Friday, December 29, 2006

Cloned Food

I’m cynical enough to see the recent announcement by the FDA that food from cloned animals is safe to eat as a prime example of a “dog bites man” story. It’s no surprise to me that the feds would side with multinational agribusiness cartels in declaring biotechnologically engineered meat and milk to be a-okay for human consumption. The real news would have been if they’d rejected further encroachments by technology into our food production pipeline.

It’s not that I think the FDA’s ruling is mistaken; they’re probably right: a cloned animal is no different genetically than an identical twin, the cloned animals themselves wouldn’t be eaten, just their sexually-reproduced offspring, and as cloning advocates point out, we (well, not me, but non-vegetarians) already eat plenty of meat that comes from the offspring of identical twin animals.

Still, there’s something disturbing about the idea of putting something into one’s own body that has been created—even indirectly—by a laboratory process.

Of course, one could respond that we already do this all the time: prescription drugs and soda pop, for instance, along with myriad other substances we ingest are all created in labs.
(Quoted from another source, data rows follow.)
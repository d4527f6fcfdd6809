//! Rehearsal report returned by the results endpoint.
//!
//! The JSON field names are the wire contract shared by the server, the
//! client and any replacement analysis backend.

use serde::{Deserialize, Serialize};

#[derive(Debug, Clone, Copy, Serialize, Deserialize, PartialEq, Eq)]
pub enum Pace {
    #[serde(rename = "A little fast")]
    Fast,
    #[serde(rename = "Good")]
    Good,
    #[serde(rename = "A little slow")]
    Slow,
}

impl Pace {
    pub const ALL: [Pace; 3] = [Pace::Fast, Pace::Good, Pace::Slow];

    pub fn label(&self) -> &'static str {
        match self {
            Pace::Fast => "A little fast",
            Pace::Good => "Good",
            Pace::Slow => "A little slow",
        }
    }
}

#[derive(Debug, Clone, Copy, Serialize, Deserialize, PartialEq, Eq)]
pub enum VocalVariety {
    #[serde(rename = "Quite monotone")]
    Monotone,
    #[serde(rename = "Some variation")]
    SomeVariation,
    #[serde(rename = "Good variation")]
    GoodVariation,
}

impl VocalVariety {
    pub const ALL: [VocalVariety; 3] = [
        VocalVariety::Monotone,
        VocalVariety::SomeVariation,
        VocalVariety::GoodVariation,
    ];

    pub fn label(&self) -> &'static str {
        match self {
            VocalVariety::Monotone => "Quite monotone",
            VocalVariety::SomeVariation => "Some variation",
            VocalVariety::GoodVariation => "Good variation",
        }
    }
}

#[derive(Debug, Clone, Serialize, Deserialize, PartialEq)]
#[serde(rename_all = "camelCase")]
pub struct Coaching {
    pub headline: String,
    pub focus_label: String,
    pub why_it_matters: String,
    pub quick_fix: String,
    pub next_take_prompt: String,
    #[serde(default)]
    pub bridge: String,
}

#[derive(Debug, Clone, Serialize, Deserialize, PartialEq)]
#[serde(rename_all = "camelCase")]
pub struct Report {
    /// Share of the take spent looking at the lens, 0-100.
    pub eyeline_percent: u8,
    pub pace: Pace,
    pub vocal_variety: VocalVariety,
    pub filler_words: u32,
    /// 0-10, one decimal place.
    pub confidence_score: f64,
    #[serde(default)]
    pub note: String,
    pub coaching: Coaching,
}

#[cfg(test)]
mod tests {
    use super::*;
    use serde_json::json;

    fn sample() -> Report {
        Report {
            eyeline_percent: 77,
            pace: Pace::Fast,
            vocal_variety: VocalVariety::SomeVariation,
            filler_words: 9,
            confidence_score: 6.4,
            note: "indicators only".into(),
            coaching: Coaching {
                headline: "What stood out most".into(),
                focus_label: "Opening clarity".into(),
                why_it_matters: "why".into(),
                quick_fix: "fix".into(),
                next_take_prompt: "next".into(),
                bridge: "bridge".into(),
            },
        }
    }

    #[test]
    fn serializes_with_wire_field_names() {
        let value = serde_json::to_value(sample()).unwrap();
        assert_eq!(value["eyelinePercent"], json!(77));
        assert_eq!(value["pace"], json!("A little fast"));
        assert_eq!(value["vocalVariety"], json!("Some variation"));
        assert_eq!(value["fillerWords"], json!(9));
        assert_eq!(value["confidenceScore"], json!(6.4));
        assert_eq!(value["coaching"]["focusLabel"], json!("Opening clarity"));
        assert_eq!(value["coaching"]["nextTakePrompt"], json!("next"));
    }

    #[test]
    fn labels_match_serialized_form() {
        for pace in Pace::ALL {
            assert_eq!(serde_json::to_value(pace).unwrap(), json!(pace.label()));
        }
        for variety in VocalVariety::ALL {
            assert_eq!(serde_json::to_value(variety).unwrap(), json!(variety.label()));
        }
    }
}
We’re just being superstitious to reject food that is produced by scientists in white coats rather than farmers in overalls.

I realize I’m being a luddite here, but simply as a matter of taste—aesthetic, not gustatory—I simply prefer to eat things that have been produced essentially the way they’ve been produced since time immemorial; even if meat and milk from clones is safe, I would eschew it—just as I avoid eating Wonder Bread, too.

The promise of cloning, for a non meat-eater, is that one day, scientists might be able to genetically engineer say, a side of veal, without it having to come from a calve that suffers in producing it.

I dunno, though; even if veal could be grown like carrots, I still think I’d opt for the Eggplant Parmesan instead.